TORONTO — John Tavares might need a word with William Nylander.
The Maple Leafs’ captain has been on a tear recently, racking up 18 points (seven goals, 11 assists) in his last 14 games. Nylander’s been his linemate for most of the year, and theorized last week that Tavares’ surge could be attributed to the new sticks he’d been trying out.
That public reveal didn’t go without notice from Tavares.
“I guess Willy's been letting out some of my secrets,” Tavares joked with reporters on a post-practice Zoom call Sunday. “I’ve used the same curve [on my stick] since minor hockey, so I just felt it was time to play around with some things, try something out and something new. I’ve just been getting more and more comfortable with it. And then I got my [other stick] specs in with the curve, so I got it the way you like your stick to feel.”
This has been a season of change for Tavares, in more ways than just equipment. While he’s now one of the Leafs’ most consistently productive forwards, Tavares first had to embrace the new role being asked of him.
Back in the summer, coach Sheldon Keefe approached Tavares with a specific issue. Toronto had just been eliminated by Columbus in five games from the qualifying round of the NHL’s postseason tournament, and it was clear the club was at a crossroads. Their defensive effort had to improve in the coming season, and Keefe expected Tavares to lead the way.
Toronto’s captain took the message to heart, and cultivated a defence-first mentality. Initially that switch impacted his offensive output, and much was made early in the season of Tavares’ two even-strength goals in his first 25 games.
It was a sacrifice Tavares was willing to make.
“Last year we were very up and down and weren't good enough away from the puck to have the type of success that we wanted to have,” Tavares said. “And I think [Keefe] really challenged me, as the captain and a key member of the group, to really set the right example from that aspect. It's always challenging [when you don’t score], but you really just try to not focus on the results, even though sometimes you'd like to see it pay off more often or sooner. It’s just continuing to stick with that.”
As Tavares’ defensive game grew, the Leafs’ other stars - namely Auston Matthews and Mitch Marner - were rising into the stratosphere.
In that 25-game span to start the year where Tavares notched 12 points at 5-on-5, Matthews and Marner combined for 44. But Tavares was eventually able to strike the right balance.
Over 27 games since, he’s got 22 points at even-strength. And on the season, Tavares has excelled in the face-off dot at 55.7 per cent (ahead of Matthews at 51.8 per cent) while also boasting the second-most takeaways on the team (27) and the most penalties drawn (11).
While in some ways Tavares might be taking a backseat to the exceptional Matthews-Marner tandem, he’s also emerging as a more well-rounded player than before.

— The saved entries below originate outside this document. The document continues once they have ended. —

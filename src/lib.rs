//! # Leakscope Library
//!
//! The analysis core of an information-flow checker: detects potential
//! leakage of sensitive data (values entering a method through source
//! parameters) to observable sinks — return values, thrown exceptions, and
//! static/shared-state writes — through a method's control and data flow.
//!
//! The library does not parse source code. An external front-end hands it
//! already-lowered method bodies (basic blocks, tagged instructions, a
//! control-flow edge list); the analyzer builds a per-method Local Flow
//! Graph, propagates taint to a fixed point, and reports source-to-sink
//! findings.
//!
//! ## Modules
//!
//! - [`ir`] - The method-body input contract
//! - [`analysis`] - Flow graph builder, taint lattice, propagation engine
//! - [`report`] - Finding accumulation and presentation
//! - [`cli`] - Command-line interface definitions
//!
//! ## Example
//!
//! ```rust
//! use leakscope::{analyze_batch, Policy};
//! use leakscope::ir::{BasicBlock, Instr, MethodBody, Operand, Param, Place};
//!
//! let body = MethodBody {
//!     name: "paramToReturn".to_string(),
//!     params: vec![Param { name: "x".to_string(), ty: "int".to_string() }],
//!     blocks: vec![BasicBlock {
//!         instrs: vec![Instr::Return {
//!             value: Some(Operand::Place(Place::Param("x".to_string()))),
//!         }],
//!     }],
//!     edges: vec![],
//!     marked_sources: vec![],
//!     marked_sinks: vec![],
//! };
//!
//! let report = analyze_batch(&[body], &Policy::default());
//! assert_eq!(report.len(), 1);
//! ```

pub mod analysis;
pub mod cli;
pub mod ir;
pub mod report;

pub use analysis::{
    analyze_batch, analyze_method, AnalysisError, CallPolicy, Policy, SourceSpec, Taint,
};
pub use cli::Cli;
pub use ir::{Batch, MethodBody};
pub use report::{Finding, FindingKind, Report, SinkCategory};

“We continue to see the emergence of what Auston and Mitchy are doing and how dominant they've become, [so I knew] that things might change a little bit for me,” he said. “Not in a negative way, but just in certain aspects of what your role looks like and how that's being defined. I continue to find that balance and be a leader in that aspect of being really good in all areas of the ice. [Keefe and I] have been on the same page in that way and he's communicated that really well.”

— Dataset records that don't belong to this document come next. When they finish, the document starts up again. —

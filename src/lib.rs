//! Courier-RS
//!
//! In-process asynchronous notification delivery engine: bounded retries with
//! linear backoff, a silent mode that queues notifications until drained, and
//! concurrent multi-channel fan-out. The per-attempt transport is an
//! injectable trait, so callers can swap the probabilistic simulation for a
//! scripted one in tests.

pub mod config;
pub mod engine;
pub mod logger;
pub mod models;
pub mod transport;

pub use engine::NotificationEngine;
pub use models::{
    Channel, MultiChannelOutcome, NotificationRecord, NotificationStats, NotificationStatus,
};
pub use transport::{AttemptResult, DeliveryTransport, ScriptedTransport, SimulatedTransport};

Tavares pointed out it hasn’t just been him paying more attention to the defensive side, but the whole team. Toronto is averaging the seventh-fewest shots-against in the NHL this season (28.2 per game) and the eighth-fewest goals-against (2.61 per game).
Comparatively, the Leafs were sixth in the league in goals-against last season (3.17 per game) and 13th in the shots-against (31.9 per game).

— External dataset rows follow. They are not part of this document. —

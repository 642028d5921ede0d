//! Configuration error types

use thiserror::Error;

/// Configuration error types
#[derive(Debug, Error)]
pub enum ConfigError {
    /// Configuration file not found
    #[error("Configuration file not found: {0}")]
    FileNotFound(String),

    /// Failed to parse configuration
    #[error("Failed to parse configuration: {0}")]
    ParseError(String),

    /// Validation error with field and message
    #[error("Validation error: {field} - {message}")]
    ValidationError {
        /// The field that failed validation
        field: String,
        /// The validation error message
        message: String,
    },

    /// Generic configuration error from config crate
    #[error("Configuration error: {0}")]
    Other(#[from] config::ConfigError),
}

impl ConfigError {
    /// Create a new validation error
    pub fn validation<S: Into<String>>(field: S, message: S) -> Self {
        ConfigError::ValidationError {
            field: field.into(),
            message: message.into(),
        }
    }

    /// Create a new file not found error
    pub fn file_not_found<S: Into<String>>(path: S) -> Self {
        ConfigError::FileNotFound(path.into())
    }
}
//! Configuration loader for courier-rs
//!
//! This module provides the `ConfigLoader` struct that handles loading
//! configuration from a TOML file and environment variable overrides.

use std::path::{Path, PathBuf};

use config::{Config, Environment, File, FileFormat};

use crate::config::error::ConfigError;
use crate::config::settings::Settings;

/// Environment variable for a specific configuration file
const CONFIG_FILE_ENV: &str = "COURIER_CONFIG_FILE";

/// Environment variable prefix for configuration overrides
const ENV_PREFIX: &str = "COURIER";

/// Separator for nested configuration keys in environment variables
const ENV_SEPARATOR: &str = "__";

/// Configuration loader that handles layered configuration loading
///
/// Sources, in order of priority:
/// 1. Built-in defaults (always present)
/// 2. A TOML configuration file, taken from `COURIER_CONFIG_FILE` or set
///    explicitly with [`ConfigLoader::with_file`] (optional)
/// 3. `COURIER_*` environment variables (highest priority)
#[derive(Debug, Default)]
pub struct ConfigLoader {
    /// Configuration file path, if any
    config_file: Option<PathBuf>,
}

impl ConfigLoader {
    /// Create a new configuration loader
    ///
    /// Reads `COURIER_CONFIG_FILE` to determine the configuration file, if
    /// one is set.
    pub fn new() -> Self {
        Self {
            config_file: std::env::var(CONFIG_FILE_ENV).ok().map(PathBuf::from),
        }
    }

    /// Create a loader bound to a specific configuration file
    pub fn with_file<P: Into<PathBuf>>(path: P) -> Self {
        Self {
            config_file: Some(path.into()),
        }
    }

    /// Load settings from all sources
    ///
    /// # Errors
    ///
    /// Returns an error if:
    /// - The configured file does not exist
    /// - Configuration parsing fails
    /// - Configuration validation fails
    pub fn load(&self) -> Result<Settings, ConfigError> {
        let config = self.build_config()?;
        let settings: Settings = config.try_deserialize().map_err(|e| {
            ConfigError::ParseError(format!("Failed to deserialize configuration: {}", e))
        })?;

        // Validate the loaded settings
        settings.validate()?;

        Ok(settings)
    }

    /// Build the config::Config instance from all sources
    fn build_config(&self) -> Result<Config, ConfigError> {
        let builder = Config::builder();

        let builder = if let Some(ref config_file) = self.config_file {
            Self::add_file_source(builder, config_file)?
        } else {
            builder
        };

        // Environment variables are always highest priority:
        // COURIER_DELIVERY__MAX_RETRIES -> delivery.max_retries
        let builder = Self::add_env_source(builder);

        builder.build().map_err(ConfigError::from)
    }

    /// Add a file source to the config builder
    fn add_file_source(
        builder: config::ConfigBuilder<config::builder::DefaultState>,
        path: &Path,
    ) -> Result<config::ConfigBuilder<config::builder::DefaultState>, ConfigError> {
        if !path.exists() {
            return Err(ConfigError::file_not_found(format!(
                "Configuration file not found: {}",
                path.display()
            )));
        }

        Ok(builder
            .add_source(File::new(path.to_str().unwrap_or_default(), FileFormat::Toml).required(true)))
    }

    /// Add environment variable source to the config builder
    ///
    /// Environment variables with prefix `COURIER_` are mapped to
    /// configuration keys, with double underscores (`__`) separating nested
    /// keys.
    fn add_env_source(
        builder: config::ConfigBuilder<config::builder::DefaultState>,
    ) -> config::ConfigBuilder<config::builder::DefaultState> {
        builder.add_source(
            Environment::with_prefix(ENV_PREFIX)
                .prefix_separator("_")
                .separator(ENV_SEPARATOR)
                .ignore_empty(true)
                .try_parsing(true),
        )
    }
}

Seeing the Leafs’ play tighter in their own end was a top priority for Keefe, and having Tavares on board has made all the difference.
“The growth of our team, both with and without the puck in terms of responsibility, and consistency, I think John really embodies that,” Keefe said. “What's remained consistent for me is the fact that the puck rarely goes in our net when he's out there. He's doing a really good job of not giving up chances against, managing the game really well. And now he's starting to produce. It’s been great to see that, but the foundation defensively has been right there from day one and that's what we needed as a team.”
Tavares has no intention of letting up now, at either end of the ice. Armed with his new sticks and brimming with confidence, the veteran is ready to see what this next chapter of the season has in store for him and the Leafs.
“I want to be counted on in all situations,” he said. “I’ve been known for producing offence and that has been a major part of my game ever since I really started playing hockey so I'm continuing to improve and adapt that as I go. But we've got such a talented group here, and obviously understanding my role and how that fits in and making sure I'm playing the way we want to play and then obviously finding my strengths through that [is key]."